[Data records]
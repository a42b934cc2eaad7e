pub mod builders;
pub mod fake_backend;

use std::sync::Once;
use std::time::Duration;

use tracing_subscriber::{fmt, EnvFilter};

static INIT: Once = Once::new();

/// Initialise tracing for tests.
///
/// - Uses `with_test_writer()`, so logs are captured per-test.
/// - The Rust test harness only prints captured output for **failing** tests
///   (unless you run with `-- --nocapture`).
///
/// Enable levels with e.g.:
/// `RUST_LOG=debug cargo test`
pub fn init_tracing() {
    INIT.call_once(|| {
        let filter =
            EnvFilter::try_from_default_env().unwrap_or_else(|_| EnvFilter::new("info"));

        fmt()
            .with_env_filter(filter)
            .with_test_writer() // print only for failing tests unless --nocapture
            .with_target(true)
            .init();
    });
}

/// Run a future with a 5-second timeout.
pub async fn with_timeout<F, T>(f: F) -> T
where
    F: std::future::Future<Output = T>,
{
    tokio::time::timeout(Duration::from_secs(5), f)
        .await
        .expect("Test timed out after 5 seconds")
}

/// Poll `condition` every 10ms until it holds; panics after 5 seconds.
pub async fn wait_until(what: &str, mut condition: impl FnMut() -> bool) {
    for _ in 0..500 {
        if condition() {
            return;
        }
        tokio::time::sleep(Duration::from_millis(10)).await;
    }
    panic!("timed out waiting for {what}");
}
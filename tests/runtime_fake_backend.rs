// tests/runtime_fake_backend.rs

use std::error::Error;
use std::time::Duration;

use grape::config::WatchSpec;
use grape::engine::{CoreSupervisor, ShutdownSignal, Supervisor};
use grape::exec::ProcessController;
use grape::notice::Notice;
use grape::watch::{ChangeEvent, ChangeSenders, ChangeStreams, WatchProfile};
use grape_test_utils::fake_backend::{FakeProcessBackend, ProcessOp, RecordingNotices};
use grape_test_utils::{init_tracing, wait_until, with_timeout};
use tokio::task::JoinHandle;

type TestResult = Result<(), Box<dyn Error>>;

struct Harness {
    backend: FakeProcessBackend,
    notices: RecordingNotices,
    senders: ChangeSenders,
    shutdown: ShutdownSignal,
    task: JoinHandle<grape::errors::Result<()>>,
}

fn spawn_supervisor(command: &str, backend: FakeProcessBackend) -> Harness {
    let profile = WatchProfile::new(&WatchSpec {
        include: vec!["*.txt".to_string()],
        exclude: vec!["vendor".to_string()],
    })
    .unwrap();

    let (senders, streams) = ChangeStreams::channel();
    let shutdown = ShutdownSignal::new();
    let notices = RecordingNotices::new();

    let supervisor = Supervisor::new(
        CoreSupervisor::new(profile),
        ProcessController::new(backend.clone()),
        command,
        streams,
        shutdown.clone(),
        Box::new(notices.clone()),
    );

    Harness {
        backend,
        notices,
        senders,
        shutdown,
        task: tokio::spawn(supervisor.run()),
    }
}

impl Harness {
    async fn stop(self) -> TestResult {
        self.shutdown.trigger();
        with_timeout(self.task).await??;
        Ok(())
    }
}

#[tokio::test]
async fn starts_initial_process_and_announces_it() -> TestResult {
    init_tracing();
    let h = spawn_supervisor("go run main.go", FakeProcessBackend::new());

    let backend = h.backend.clone();
    wait_until("initial start", || backend.starts() == 1).await;
    let notices = h.notices.clone();
    wait_until("started notice", || notices.count(&Notice::Started) == 1).await;

    assert_eq!(
        h.backend.ops(),
        vec![ProcessOp::Start {
            id: 1,
            command: "go run main.go".to_string()
        }]
    );

    h.stop().await
}

#[tokio::test]
async fn two_rapid_changes_give_two_sequential_restarts() -> TestResult {
    init_tracing();
    let backend = FakeProcessBackend::with_terminate_delay(Duration::from_millis(30));
    let h = spawn_supervisor("server", backend);

    h.senders.events.send(ChangeEvent::write("a.txt"))?;
    h.senders.events.send(ChangeEvent::write("a.txt"))?;

    let backend = h.backend.clone();
    wait_until("two restarts", || backend.starts() == 3).await;

    assert_eq!(h.backend.max_alive(), 1, "processes overlapped");
    assert_eq!(
        h.backend.ops(),
        vec![
            ProcessOp::Start { id: 1, command: "server".into() },
            ProcessOp::Terminate { id: 1 },
            ProcessOp::Start { id: 2, command: "server".into() },
            ProcessOp::Terminate { id: 2 },
            ProcessOp::Start { id: 3, command: "server".into() },
        ]
    );
    assert_eq!(h.notices.count(&Notice::FileChanged("a.txt".into())), 2);

    h.stop().await
}

#[tokio::test]
async fn shutdown_terminates_once_and_starts_nothing_more() -> TestResult {
    init_tracing();
    let h = spawn_supervisor("server", FakeProcessBackend::new());
    let backend = h.backend.clone();
    wait_until("initial start", || backend.starts() == 1).await;

    let notices = h.notices.clone();
    let senders = h.senders.clone();
    h.stop().await?;

    assert_eq!(backend.starts(), 1);
    assert_eq!(backend.terminates(), 1);
    assert_eq!(backend.alive(), 0);
    assert_eq!(notices.count(&Notice::Stopped), 1);
    assert_eq!(notices.snapshot().last(), Some(&Notice::Stopped));

    // The loop is gone; late changes go nowhere.
    assert!(senders.events.send(ChangeEvent::write("a.txt")).is_err());
    assert_eq!(backend.starts(), 1);
    Ok(())
}

#[tokio::test]
async fn shutdown_requested_before_run_is_not_lost() -> TestResult {
    init_tracing();
    let profile = WatchProfile::new(&WatchSpec {
        include: vec!["*.txt".to_string()],
        exclude: Vec::new(),
    })?;
    let backend = FakeProcessBackend::new();
    let (_senders, streams) = ChangeStreams::channel();
    let shutdown = ShutdownSignal::new();
    shutdown.trigger();
    assert!(shutdown.is_triggered());

    let notices = RecordingNotices::new();
    let supervisor = Supervisor::new(
        CoreSupervisor::new(profile),
        ProcessController::new(backend.clone()),
        "server",
        streams,
        shutdown,
        Box::new(notices.clone()),
    );
    with_timeout(supervisor.run()).await?;

    // Nothing is started once shutdown has been requested.
    assert_eq!(backend.starts(), 0);
    assert_eq!(backend.terminates(), 0);
    assert_eq!(notices.snapshot(), vec![Notice::Stopped]);
    Ok(())
}

#[tokio::test]
async fn shutdown_during_restart_cancels_the_pending_start() -> TestResult {
    init_tracing();
    let backend = FakeProcessBackend::with_terminate_delay(Duration::from_millis(300));
    let h = spawn_supervisor("server", backend);

    let backend = h.backend.clone();
    wait_until("initial start", || backend.starts() == 1).await;

    h.senders.events.send(ChangeEvent::write("a.txt"))?;
    let notices = h.notices.clone();
    wait_until("restart to begin", || {
        notices.count(&Notice::FileChanged("a.txt".into())) == 1
    })
    .await;

    // The old process is still being terminated.
    tokio::time::sleep(Duration::from_millis(50)).await;
    assert_eq!(backend.terminates(), 0);
    let starts_at_signal = backend.starts();

    h.stop().await?;

    assert_eq!(backend.starts(), starts_at_signal);
    assert_eq!(backend.terminates(), 1);
    assert_eq!(backend.alive(), 0);
    assert_eq!(notices.count(&Notice::Stopped), 1);
    assert_eq!(
        backend.ops(),
        vec![
            ProcessOp::Start { id: 1, command: "server".into() },
            ProcessOp::Terminate { id: 1 },
        ]
    );
    Ok(())
}

#[tokio::test]
async fn irrelevant_changes_do_not_restart() -> TestResult {
    init_tracing();
    let h = spawn_supervisor("server", FakeProcessBackend::new());

    h.senders.events.send(ChangeEvent::write("vendor/a.txt"))?;
    h.senders.events.send(ChangeEvent::create("main.go"))?;
    h.senders.events.send(ChangeEvent::create("b.txt"))?;

    let backend = h.backend.clone();
    wait_until("restart for b.txt", || backend.starts() == 2).await;
    tokio::time::sleep(Duration::from_millis(50)).await;

    assert_eq!(h.backend.starts(), 2);
    assert_eq!(h.backend.terminates(), 1);
    assert_eq!(
        h.notices.snapshot(),
        vec![
            Notice::Started,
            Notice::FileChanged("b.txt".into()),
            Notice::Started,
        ]
    );

    h.stop().await
}

#[tokio::test]
async fn watcher_errors_do_not_stop_the_loop() -> TestResult {
    init_tracing();
    let h = spawn_supervisor("server", FakeProcessBackend::new());

    h.senders
        .errors
        .send(notify::Error::generic("inotify queue overflow"))?;
    h.senders.events.send(ChangeEvent::write("a.txt"))?;

    let backend = h.backend.clone();
    wait_until("restart after error", || backend.starts() == 2).await;
    assert!(!h.task.is_finished());

    h.stop().await
}

#[tokio::test]
async fn empty_command_never_starts_anything() -> TestResult {
    init_tracing();
    let h = spawn_supervisor("   ", FakeProcessBackend::new());

    h.senders.events.send(ChangeEvent::write("a.txt"))?;
    tokio::time::sleep(Duration::from_millis(50)).await;

    assert_eq!(h.backend.starts(), 0);
    assert_eq!(h.notices.count(&Notice::Started), 0);
    assert!(!h.task.is_finished());

    h.stop().await
}

#[tokio::test]
async fn failed_start_is_retried_on_next_change() -> TestResult {
    init_tracing();
    let backend = FakeProcessBackend::new();
    backend.fail_next_starts(1);
    let h = spawn_supervisor("server", backend);

    tokio::time::sleep(Duration::from_millis(20)).await;
    assert_eq!(h.backend.starts(), 0);

    h.senders.events.send(ChangeEvent::write("a.txt"))?;
    let backend = h.backend.clone();
    wait_until("retry", || backend.starts() == 1).await;

    // Nothing was running, so nothing was terminated.
    assert_eq!(h.backend.terminates(), 0);
    assert_eq!(h.notices.count(&Notice::Started), 1);

    h.stop().await
}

Activity: Work through the records line by line and tally those that include the word "tests". Give the number alone.

Answer space: 5